//! Error taxonomy for the simulator core.
//!
//! Catalog loading and the binaries wrap these in `anyhow` with context; the
//! core operations return them directly so callers can match on the variant.

use crate::catalog::BehaviorCategory;
use std::fmt;
use thiserror::Error;

pub type SimResult<T> = std::result::Result<T, SimError>;

#[derive(Debug, Clone, PartialEq, Eq, Error)]
pub enum SimError {
    #[error("{kind} index {index} is out of range (expected 0..{len})")]
    OutOfRange {
        kind: IndexKind,
        index: usize,
        len: usize,
    },

    /// A duck lost its binding for a category. Construction rules make this
    /// unreachable, so callers should treat it as a bug.
    #[error("duck '{duck}' has no {category} behavior bound")]
    UnboundCategory {
        duck: String,
        category: BehaviorCategory,
    },

    #[error("unknown behavior implementation '{name}'")]
    UnknownImplementation { name: String },

    #[error("implementation '{name}' is a {actual} behavior, not {expected}")]
    CategoryMismatch {
        name: String,
        expected: BehaviorCategory,
        actual: BehaviorCategory,
    },

    #[error("no duck labelled '{label}'")]
    UnknownDuck { label: String },

    #[error("unknown behavior category '{name}'")]
    UnknownCategory { name: String },

    #[error("behavior implementation '{name}' is already registered")]
    DuplicateImplementation { name: String },
}

#[derive(Debug, Copy, Clone, PartialEq, Eq)]
pub enum IndexKind {
    Duck,
    Category,
}

impl fmt::Display for IndexKind {
    fn fmt(&self, f: &mut fmt::Formatter<'_>) -> fmt::Result {
        let label = match self {
            IndexKind::Duck => "duck",
            IndexKind::Category => "category",
        };
        write!(f, "{}", label)
    }
}
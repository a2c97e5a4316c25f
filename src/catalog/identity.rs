use crate::error::{IndexKind, SimError, SimResult};
use serde::{Deserialize, Deserializer, Serialize, Serializer};
use std::fmt;
use std::str::FromStr;

/// Versioned key for a duck catalog document (e.g., `duck_catalog_v1`).
#[derive(Clone, Debug, Eq, PartialEq, Ord, PartialOrd, Hash, Serialize, Deserialize)]
#[serde(transparent)]
pub struct CatalogKey(pub String);

/// Name of a behavior implementation as written in catalog files.
#[derive(Clone, Debug, Eq, PartialEq, Ord, PartialOrd, Hash, Serialize, Deserialize)]
#[serde(transparent)]
pub struct ImplementationName(pub String);

impl ImplementationName {
    pub fn as_str(&self) -> &str {
        &self.0
    }
}

impl From<&str> for ImplementationName {
    fn from(value: &str) -> Self {
        Self(value.to_string())
    }
}

/// The fixed set of things a duck can do.
///
/// Declaration order is display order; `Ord` follows it so maps keyed by
/// category iterate Quack, Swim, Fly.
#[derive(Clone, Copy, Debug, Eq, PartialEq, Ord, PartialOrd, Hash)]
pub enum BehaviorCategory {
    Quack,
    Swim,
    Fly,
}

impl BehaviorCategory {
    pub const ALL: [BehaviorCategory; 3] = [
        BehaviorCategory::Quack,
        BehaviorCategory::Swim,
        BehaviorCategory::Fly,
    ];

    /// Categories in display order.
    pub fn all() -> &'static [BehaviorCategory] {
        &Self::ALL
    }

    /// Category at a display position.
    pub fn at(index: usize) -> SimResult<Self> {
        Self::ALL.get(index).copied().ok_or(SimError::OutOfRange {
            kind: IndexKind::Category,
            index,
            len: Self::ALL.len(),
        })
    }

    /// Accepts either a display position or a category name.
    pub fn resolve(token: &str) -> SimResult<Self> {
        match token.trim().parse::<usize>() {
            Ok(index) => Self::at(index),
            Err(_) => token.parse(),
        }
    }

    pub fn index(self) -> usize {
        match self {
            BehaviorCategory::Quack => 0,
            BehaviorCategory::Swim => 1,
            BehaviorCategory::Fly => 2,
        }
    }

    pub fn as_str(self) -> &'static str {
        match self {
            BehaviorCategory::Quack => "quack",
            BehaviorCategory::Swim => "swim",
            BehaviorCategory::Fly => "fly",
        }
    }

    /// Human-facing title used for list rows.
    pub fn title(self) -> &'static str {
        match self {
            BehaviorCategory::Quack => "Quack",
            BehaviorCategory::Swim => "Swim",
            BehaviorCategory::Fly => "Fly",
        }
    }
}

impl fmt::Display for BehaviorCategory {
    fn fmt(&self, f: &mut fmt::Formatter<'_>) -> fmt::Result {
        f.write_str(self.as_str())
    }
}

impl FromStr for BehaviorCategory {
    type Err = SimError;

    fn from_str(value: &str) -> Result<Self, Self::Err> {
        let trimmed = value.trim();
        Self::ALL
            .iter()
            .copied()
            .find(|category| category.as_str().eq_ignore_ascii_case(trimmed))
            .ok_or_else(|| SimError::UnknownCategory {
                name: trimmed.to_string(),
            })
    }
}

impl Serialize for BehaviorCategory {
    fn serialize<S>(&self, serializer: S) -> Result<S::Ok, S::Error>
    where
        S: Serializer,
    {
        serializer.serialize_str(self.as_str())
    }
}

impl<'de> Deserialize<'de> for BehaviorCategory {
    fn deserialize<D>(deserializer: D) -> Result<Self, D::Error>
    where
        D: Deserializer<'de>,
    {
        let value = String::deserialize(deserializer)?;
        value.parse().map_err(serde::de::Error::custom)
    }
}

#[cfg(test)]
mod tests {
    use super::*;
    use std::collections::BTreeMap;

    #[test]
    fn categories_keep_display_order() {
        let titles: Vec<_> = BehaviorCategory::all().iter().map(|c| c.title()).collect();
        assert_eq!(titles, ["Quack", "Swim", "Fly"]);
        for (position, category) in BehaviorCategory::all().iter().enumerate() {
            assert_eq!(category.index(), position);
            assert_eq!(BehaviorCategory::at(position).unwrap(), *category);
        }
    }

    #[test]
    fn category_index_past_end_is_out_of_range() {
        let err = BehaviorCategory::at(3).unwrap_err();
        assert_eq!(
            err,
            SimError::OutOfRange {
                kind: IndexKind::Category,
                index: 3,
                len: 3
            }
        );
    }

    #[test]
    fn resolve_accepts_names_and_positions() {
        assert_eq!(BehaviorCategory::resolve("2").unwrap(), BehaviorCategory::Fly);
        assert_eq!(BehaviorCategory::resolve("Swim").unwrap(), BehaviorCategory::Swim);
        assert!(matches!(
            BehaviorCategory::resolve("waddle"),
            Err(SimError::UnknownCategory { .. })
        ));
    }

    #[test]
    fn category_serde_uses_wire_names() {
        let json = serde_json::to_string(&BehaviorCategory::Fly).unwrap();
        assert_eq!(json, "\"fly\"");
        let back: BehaviorCategory = serde_json::from_str(&json).unwrap();
        assert_eq!(back, BehaviorCategory::Fly);
        assert!(serde_json::from_str::<BehaviorCategory>("\"dive\"").is_err());
    }

    #[test]
    fn category_keyed_maps_round_trip() {
        let mut map = BTreeMap::new();
        map.insert(BehaviorCategory::Fly, ImplementationName::from("rocket_powered"));
        map.insert(BehaviorCategory::Quack, ImplementationName::from("squeak"));
        let json = serde_json::to_string(&map).unwrap();
        assert_eq!(json, r#"{"quack":"squeak","fly":"rocket_powered"}"#);
        let back: BTreeMap<BehaviorCategory, ImplementationName> =
            serde_json::from_str(&json).unwrap();
        assert_eq!(back, map);
    }
}
use crate::behavior::Behavior;
use crate::catalog::BehaviorCategory;
use serde::{Deserialize, Serialize};

/// Strategies shipped with the simulator.
#[derive(Clone, Copy, Debug, Eq, PartialEq)]
pub enum BuiltinBehavior {
    Quack,
    Squeak,
    MuteQuack,
    Float,
    FlyWithWings,
    FlyNoWay,
    RocketPowered,
}

impl BuiltinBehavior {
    pub const ALL: [BuiltinBehavior; 7] = [
        BuiltinBehavior::Quack,
        BuiltinBehavior::Squeak,
        BuiltinBehavior::MuteQuack,
        BuiltinBehavior::Float,
        BuiltinBehavior::FlyWithWings,
        BuiltinBehavior::FlyNoWay,
        BuiltinBehavior::RocketPowered,
    ];

    /// Strategy every duck starts with when its definition leaves a category out.
    pub fn default_for(category: BehaviorCategory) -> Self {
        match category {
            BehaviorCategory::Quack => BuiltinBehavior::Quack,
            BehaviorCategory::Swim => BuiltinBehavior::Float,
            BehaviorCategory::Fly => BuiltinBehavior::FlyWithWings,
        }
    }

    pub fn as_str(self) -> &'static str {
        match self {
            BuiltinBehavior::Quack => "quack",
            BuiltinBehavior::Squeak => "squeak",
            BuiltinBehavior::MuteQuack => "mute_quack",
            BuiltinBehavior::Float => "float",
            BuiltinBehavior::FlyWithWings => "fly_with_wings",
            BuiltinBehavior::FlyNoWay => "fly_no_way",
            BuiltinBehavior::RocketPowered => "rocket_powered",
        }
    }

    pub fn from_name(name: &str) -> Option<Self> {
        Self::ALL.iter().copied().find(|b| b.as_str() == name)
    }

    pub fn message(self) -> &'static str {
        match self {
            BuiltinBehavior::Quack => "Quack",
            BuiltinBehavior::Squeak => "Squeak",
            BuiltinBehavior::MuteQuack => "<< Silence >>",
            BuiltinBehavior::Float => "All ducks float, even decoys!",
            BuiltinBehavior::FlyWithWings => "I'm flying!!",
            BuiltinBehavior::FlyNoWay => "I can't fly",
            BuiltinBehavior::RocketPowered => "I'm flying with a rocket!",
        }
    }
}

impl Behavior for BuiltinBehavior {
    fn name(&self) -> &str {
        self.as_str()
    }

    fn category(&self) -> BehaviorCategory {
        match self {
            BuiltinBehavior::Quack | BuiltinBehavior::Squeak | BuiltinBehavior::MuteQuack => {
                BehaviorCategory::Quack
            }
            BuiltinBehavior::Float => BehaviorCategory::Swim,
            BuiltinBehavior::FlyWithWings
            | BuiltinBehavior::FlyNoWay
            | BuiltinBehavior::RocketPowered => BehaviorCategory::Fly,
        }
    }

    fn execute(&self) -> String {
        self.message().to_string()
    }
}

/// Strategy declared in a catalog file that answers with a fixed message.
#[derive(Clone, Debug, Eq, PartialEq, Serialize, Deserialize)]
pub struct ScriptedBehavior {
    pub name: String,
    pub category: BehaviorCategory,
    pub message: String,
}

impl Behavior for ScriptedBehavior {
    fn name(&self) -> &str {
        &self.name
    }

    fn category(&self) -> BehaviorCategory {
        self.category
    }

    fn execute(&self) -> String {
        self.message.clone()
    }
}
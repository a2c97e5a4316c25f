//! Replays taps on the duck picker screen from stdin.
//!
//! Each input line is `SECTION ROW`, where SECTION is a position or one of
//! `duck`, `behavior`, `simulate`. Notices produced by behavior taps are
//! printed one per line; `--table` prints the screen layout first and
//! `--verbose` also reports selections and rocket upgrades.

use anyhow::{Context, Result, anyhow, bail};
use ducksim::{Session, TableSection, Tap, init_tracing, load_simulator};
use std::env;
use std::fmt;
use std::io::{self, BufRead, BufReader};
use std::path::PathBuf;

fn main() {
    init_tracing();
    if let Err(err) = run() {
        eprintln!("{err:#}");
        std::process::exit(1);
    }
}

fn run() -> Result<()> {
    let cli = Cli::parse()?;
    let simulator = load_simulator(cli.catalog.as_deref())?;
    let mut session = Session::new(simulator);

    let mut output = String::new();
    if cli.table {
        render_table(&session, &mut output)?;
    }
    let stdin = io::stdin();
    replay(
        &mut session,
        BufReader::new(stdin.lock()),
        &mut output,
        cli.verbose,
    )?;
    print!("{output}");
    Ok(())
}

struct Cli {
    catalog: Option<PathBuf>,
    table: bool,
    verbose: bool,
}

impl Cli {
    fn parse() -> Result<Self> {
        let mut cli = Cli {
            catalog: None,
            table: false,
            verbose: false,
        };
        let mut args = env::args().skip(1);
        while let Some(arg) = args.next() {
            match arg.as_str() {
                "--catalog" => {
                    let value = args
                        .next()
                        .ok_or_else(|| anyhow!("--catalog requires a path argument"))?;
                    cli.catalog = Some(PathBuf::from(value));
                }
                "--table" => cli.table = true,
                "--verbose" | "-v" => cli.verbose = true,
                "--help" | "-h" => usage(0),
                other => bail!("Unknown argument: {other}"),
            }
        }
        Ok(cli)
    }
}

fn usage(code: i32) -> ! {
    eprintln!(
        "Usage: duck-session [--catalog PATH] [--table] [--verbose] < taps\n\nEach line of input is 'SECTION ROW'. Blank lines and lines starting with '#' are skipped.\n\nExample:\n  printf 'duck 0\\nbehavior fly\\nsimulate 0\\nbehavior fly\\n' | duck-session"
    );
    std::process::exit(code);
}

fn render_table(session: &Session, writer: &mut impl fmt::Write) -> fmt::Result {
    for section in TableSection::ALL {
        writeln!(writer, "[{}]", section.title())?;
        for row in 0..session.row_count(section) {
            writeln!(writer, "  {row}: {}", session.row_text(section, row).unwrap_or(""))?;
        }
    }
    Ok(())
}

/// Apply every tap read from `reader` and render the outcome into `writer`.
fn replay<R: BufRead, W: fmt::Write>(
    session: &mut Session,
    reader: R,
    writer: &mut W,
    verbose: bool,
) -> Result<()> {
    for (idx, line) in reader.lines().enumerate() {
        let line = line.with_context(|| format!("reading line {}", idx + 1))?;
        let trimmed = line.trim();
        if trimmed.is_empty() || trimmed.starts_with('#') {
            continue;
        }

        let (section, row) = parse_tap(session, trimmed)
            .with_context(|| format!("line {}: '{trimmed}'", idx + 1))?;
        let tap = session
            .select(section, row)
            .with_context(|| format!("line {}: '{trimmed}'", idx + 1))?;
        match tap {
            Tap::Performed(notice) => writeln!(writer, "{}", notice.message)?,
            Tap::DuckSelected(index) if verbose => {
                let label = session.selected_duck().map(|d| d.label()).unwrap_or("?");
                writeln!(writer, "selected {index} ({label})")?;
            }
            Tap::RocketFitted(index) if verbose => {
                writeln!(writer, "rocket fitted to duck {index}")?;
            }
            Tap::Ignored if verbose => writeln!(writer, "ignored")?,
            _ => {}
        }
    }
    Ok(())
}

// Behavior rows may also be named by category so scripts read naturally.
fn parse_tap(session: &Session, line: &str) -> Result<(TableSection, usize)> {
    let mut parts = line.split_whitespace();
    let (Some(section_token), Some(row_token), None) = (parts.next(), parts.next(), parts.next())
    else {
        bail!("expected 'SECTION ROW'");
    };

    let section = TableSection::resolve(section_token)
        .ok_or_else(|| anyhow!("unknown section '{section_token}'"))?;
    let row = match row_token.parse::<usize>() {
        Ok(row) => row,
        Err(_) => match section {
            TableSection::Behavior => ducksim::BehaviorCategory::resolve(row_token)?.index(),
            TableSection::Duck => session.simulator().catalog().position(row_token)?,
            TableSection::Simulate => bail!("simulate row must be a number"),
        },
    };
    Ok((section, row))
}
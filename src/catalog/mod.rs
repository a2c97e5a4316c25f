//! Duck catalog wiring.
//!
//! Identity types name categories and implementations, `model` holds the
//! on-disk document and the runtime `Duck`, and `DuckCatalog` is the validated
//! ordered roster that the simulator dispatches against.

pub mod identity;
pub mod index;
pub mod model;

pub use identity::{BehaviorCategory, CatalogKey, ImplementationName};
pub use index::{CATALOG_SCHEMA_VERSION, DuckCatalog};
pub use model::{
    BindingSnapshot, CatalogDocument, CatalogSnapshot, Duck, DuckDefinition, DuckSnapshot,
};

TASK DETAILS
Reproduce verbatim only the segment of the listing bounded by the line containing "use std::path::PathBuf;" and the line containing "let simulator = load_simulator(cli.catalog.as_deref())?;", with both boundary lines included.

WRITTEN ANSWER
use std::path::PathBuf;

fn main() {
    init_tracing();
    if let Err(err) = run() {
        eprintln!("{err:#}");
        std::process::exit(1);
    }
}

fn run() -> Result<()> {
    let cli = Cli::parse()?;
    let simulator = load_simulator(cli.catalog.as_deref())?;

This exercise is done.